+4 Let x,y,z and be nonzero real numbers. Find all possible values of
\(\[\frac{x}{|x|} + \frac{y}{|y|} + \frac{z}{|z|} + \frac{xy}{|xy|} + \frac{xz}{|xz|} + \frac{yz}{|yz|} + \frac{xyz}{|xyz|}.\]\)
Thank you
+975 We could use casework for this problem.
First, if x, y, and z are all postive, we have
\(\frac{x}{|x|}+\frac{y}{|y|}+\frac{z}{|z|}+\frac{xyz}{|xyz|}\,=\,\frac{x}{x}+\frac{y}{y}+\frac{z}{z}+\frac{xyz}{xyz}\,=\,1+1+1+1\,=\,4\)

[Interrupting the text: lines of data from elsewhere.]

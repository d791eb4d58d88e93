//! Read-only view of an observable list
//!
//! An [`UnmodifiableList`] reads through to the list it wraps and rejects
//! every write with [`CollectionError::Unsupported`]. It relays the wrapped
//! list's changes to its own observers, which it holds weakly: keep the
//! `Arc` of an observer alive for as long as it should receive changes.
//!
//! The view installs one relay on the wrapped list when it is created. The
//! wrapped list only holds that relay weakly, so dropping the view detaches
//! the relay on the next change of the wrapped list.
//!
//! ```rust
//! use rxcollections::prelude::*;
//!
//! let list = ListHandle::wrap(vec![1, 2]);
//! let view = unmodifiable_list(list.clone());
//! assert_eq!(view.push(3), Err(CollectionError::Unsupported { operation: "push" }));
//!
//! list.push(3).unwrap();
//! assert_eq!(view.to_vec(), vec![1, 2, 3]);
//! ```

use std::{
  fmt,
  sync::{Arc, Weak},
};

use tracing::debug;

use crate::{
  error::{CollectionError, Result},
  observable::ObservableList,
  observer::{ListChange, ListObserver},
  registry::ObserverRegistry,
  subscription::{is_proxy_for, WeakObserver},
};

/// Read-only view relaying the changes of another list.
pub struct UnmodifiableList<T> {
  inner: Arc<dyn ObservableList<T>>,
  observers: ObserverRegistry<WeakObserver<dyn ListObserver<T>>>,
  relay: Arc<dyn ListObserver<T>>,
}

/// Observer installed on the wrapped list.
struct Relay<T> {
  view: Weak<UnmodifiableList<T>>,
}

impl<T> Relay<T>
where
  T: Clone + Send + Sync + 'static,
{
  fn forward(&self, change: ListChange<'_, T>) {
    if let Some(view) = self.view.upgrade() {
      view.dispatch(change);
    }
  }
}

impl<T> ListObserver<T> for Relay<T>
where
  T: Clone + Send + Sync + 'static,
{
  fn elements_added(&self, _: &dyn ObservableList<T>, index: usize, count: usize) {
    self.forward(ListChange::ElementsAdded { index, count });
  }

  fn elements_removed(&self, _: &dyn ObservableList<T>, index: usize, removed: &[T]) {
    self.forward(ListChange::ElementsRemoved { index, removed });
  }

  fn element_replaced(&self, _: &dyn ObservableList<T>, index: usize, old: &T) {
    self.forward(ListChange::ElementReplaced { index, old });
  }

  fn element_property_changed(&self, _: &dyn ObservableList<T>, index: usize) {
    self.forward(ListChange::ElementPropertyChanged { index });
  }
}

impl<T> UnmodifiableList<T>
where
  T: Clone + Send + Sync + 'static,
{
  pub fn new(inner: impl ObservableList<T> + 'static) -> Arc<Self> {
    Self::from_arc(Arc::new(inner))
  }

  /// View over a list that is already shared.
  pub fn from_arc(inner: Arc<dyn ObservableList<T>>) -> Arc<Self> {
    let view = Arc::new_cyclic(|view: &Weak<Self>| {
      let relay: Arc<dyn ListObserver<T>> = Arc::new(Relay { view: view.clone() });
      Self { inner, observers: ObserverRegistry::new(), relay }
    });
    debug!("unmodifiable view installs its relay");
    view.inner.add_observer(WeakObserver::new(&view.relay));
    view
  }

  #[inline]
  pub fn observer_count(&self) -> usize { self.observers.len() }

  fn dispatch(&self, change: ListChange<'_, T>) {
    self
      .observers
      .broadcast(|observer| change.notify(observer, self));
  }
}

impl<T> ObservableList<T> for UnmodifiableList<T>
where
  T: Clone + Send + Sync + 'static,
{
  fn len(&self) -> usize { self.inner.len() }

  fn get(&self, index: usize) -> Result<T> { self.inner.get(index) }

  fn to_vec(&self) -> Vec<T> { self.inner.to_vec() }

  fn set(&self, _: usize, _: T) -> Result<T> { Err(CollectionError::unsupported("set")) }

  fn insert(&self, _: usize, _: T) -> Result<()> { Err(CollectionError::unsupported("insert")) }

  fn push(&self, _: T) -> Result<()> { Err(CollectionError::unsupported("push")) }

  fn insert_all(&self, _: usize, _: Vec<T>) -> Result<bool> {
    Err(CollectionError::unsupported("insert_all"))
  }

  fn push_all(&self, _: Vec<T>) -> Result<bool> { Err(CollectionError::unsupported("push_all")) }

  fn remove(&self, _: usize) -> Result<T> { Err(CollectionError::unsupported("remove")) }

  fn remove_range(&self, _: usize, _: usize) -> Result<Vec<T>> {
    Err(CollectionError::unsupported("remove_range"))
  }

  fn clear(&self) -> Result<()> { Err(CollectionError::unsupported("clear")) }

  /// Unmodifiable view over the wrapped list's window.
  fn sub_list(&self, from: usize, to: usize) -> Result<Arc<dyn ObservableList<T>>> {
    let window = self.inner.sub_list(from, to)?;
    Ok(UnmodifiableList::from_arc(window))
  }

  /// Registers a fresh weak proxy for `observer`.
  fn add_observer(&self, observer: Arc<dyn ListObserver<T>>) {
    self.observers.register(WeakObserver::new(&observer));
  }

  /// Removes every proxy standing for `observer`.
  fn remove_observer(&self, observer: &Arc<dyn ListObserver<T>>) -> bool {
    self
      .observers
      .deregister_where(|proxy| is_proxy_for(proxy, observer))
      > 0
  }

  fn supports_element_property_changed(&self) -> bool {
    self.inner.supports_element_property_changed()
  }
}

impl<T> fmt::Debug for UnmodifiableList<T> {
  fn fmt(&self, f: &mut fmt::Formatter<'_>) -> fmt::Result {
    f.debug_struct("UnmodifiableList")
      .field("observers", &self.observers)
      .finish_non_exhaustive()
  }
}

#[cfg(test)]
mod tests {
  use super::*;
  use crate::{
    list::ListHandle,
    test_support::{ListEvent, Recorder},
  };

  #[test]
  fn every_write_is_rejected() {
    let list = ListHandle::wrap(vec![1, 2, 3]);
    let events = Recorder::new();
    list.add_observer(events.clone());
    let view = UnmodifiableList::new(list.clone());
    let observers_before = list.observer_count();

    fn unsupported<R>(operation: &'static str) -> Result<R> {
      Err(CollectionError::Unsupported { operation })
    }
    assert_eq!(view.set(0, 9), unsupported("set"));
    assert_eq!(view.insert(0, 9), unsupported("insert"));
    assert_eq!(view.push(9), unsupported("push"));
    assert_eq!(view.insert_all(0, vec![9]), unsupported("insert_all"));
    assert_eq!(view.push_all(vec![9]), unsupported("push_all"));
    assert_eq!(view.remove(0), unsupported("remove"));
    assert_eq!(view.remove_range(0, 1), unsupported("remove_range"));
    assert_eq!(view.clear(), unsupported("clear"));

    assert_eq!(list.to_vec(), vec![1, 2, 3]);
    assert_eq!(view.to_vec(), vec![1, 2, 3]);
    assert_eq!(list.observer_count(), observers_before);
    assert!(events.take().is_empty());
  }

  #[test]
  fn relays_changes_to_live_observers() {
    let list = ListHandle::wrap(vec![1]);
    let view = UnmodifiableList::new(list.clone());
    let events = Recorder::new();
    view.add_observer(events.clone());

    list.push(2).unwrap();
    list.set(0, 10).unwrap();
    assert_eq!(
      events.take(),
      vec![ListEvent::Added { index: 1, count: 1 }, ListEvent::Replaced { index: 0, old: 1 }]
    );
  }

  #[test]
  fn dropped_observer_is_detached() {
    let list = ListHandle::wrap(vec![1]);
    let view = UnmodifiableList::new(list.clone());
    let observer: Arc<dyn ListObserver<i32>> = Recorder::<ListEvent<i32>>::new();
    view.add_observer(observer.clone());
    assert_eq!(view.observer_count(), 1);

    drop(observer);
    list.push(2).unwrap();
    assert_eq!(view.observer_count(), 0);
  }

  #[test]
  fn remove_observer_removes_all_matching_proxies() {
    let list = ListHandle::<i32>::new();
    let view = UnmodifiableList::new(list.clone());
    let a: Arc<dyn ListObserver<i32>> = Recorder::<ListEvent<i32>>::new();
    let b: Arc<dyn ListObserver<i32>> = Recorder::<ListEvent<i32>>::new();
    view.add_observer(a.clone());
    view.add_observer(a.clone());
    view.add_observer(b.clone());
    view.add_observer(a.clone());
    assert_eq!(view.observer_count(), 4);

    assert!(view.remove_observer(&a));
    assert_eq!(view.observer_count(), 1);
    assert!(!view.remove_observer(&a));
    assert!(view.remove_observer(&b));
  }

  #[test]
  fn dropping_the_view_detaches_its_relay() {
    let list = ListHandle::wrap(vec![1]);
    let view = UnmodifiableList::new(list.clone());
    assert_eq!(list.observer_count(), 1);
    drop(view);
    list.push(2).unwrap();
    assert_eq!(list.observer_count(), 0);
  }

  #[test]
  fn sub_list_is_unmodifiable() {
    let list = ListHandle::wrap(vec![1, 2, 3]);
    let view = UnmodifiableList::new(list.clone());
    let window = view.sub_list(1, 3).unwrap();
    assert_eq!(window.to_vec(), vec![2, 3]);
    assert_eq!(window.push(4), Err(CollectionError::Unsupported { operation: "push" }));
    assert_eq!(list.len(), 3);
  }
}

Now, if we have only x is negative, is 0, we have
\(\frac{x}{|x|}+\frac{y}{|y|}+\frac{z}{|z|}+\frac{xyz}{|xyz|}\,=\,\frac{-|x|}{|x|}+\frac{y}{y}+\frac{z}{z}+\frac{-|x|yz}{|xyz|}\,=\,-1+1+1-1\,=\,0\)
In the same way, having only y and z being negative will still be 0.
If only z is postive, we have
\(\frac{x}{|x|}+\frac{y}{|y|}+\frac{z}{|z|}+\frac{xyz}{|xyz|}\,=\,\frac{-|x|}{|x|}+\frac{-|y|}{|y|}+\frac{z}{z}+\frac{(-|x|)(-|y|)z}{|xyz|}\,=\,-1-1+1+1\,=\,0\)
In the same way, if only x and y are positive, the result will also be 0.
If all three x, y, and z are negative, we have
\(\frac{x}{|x|}+\frac{y}{|y|}+\frac{z}{|z|}+\frac{xyz}{|xyz|}\,=\,\frac{-|x|}{|x|}+\frac{-|y|}{|y|}+\frac{-|z|}{|z|}+\frac{(-|x|)(-|y|)(-|z|)}{|xyz|}\,=\,-1-1-1-1\,=\,-4\)
So, the three possible values are 0, -4, and 4.
Thanks! :)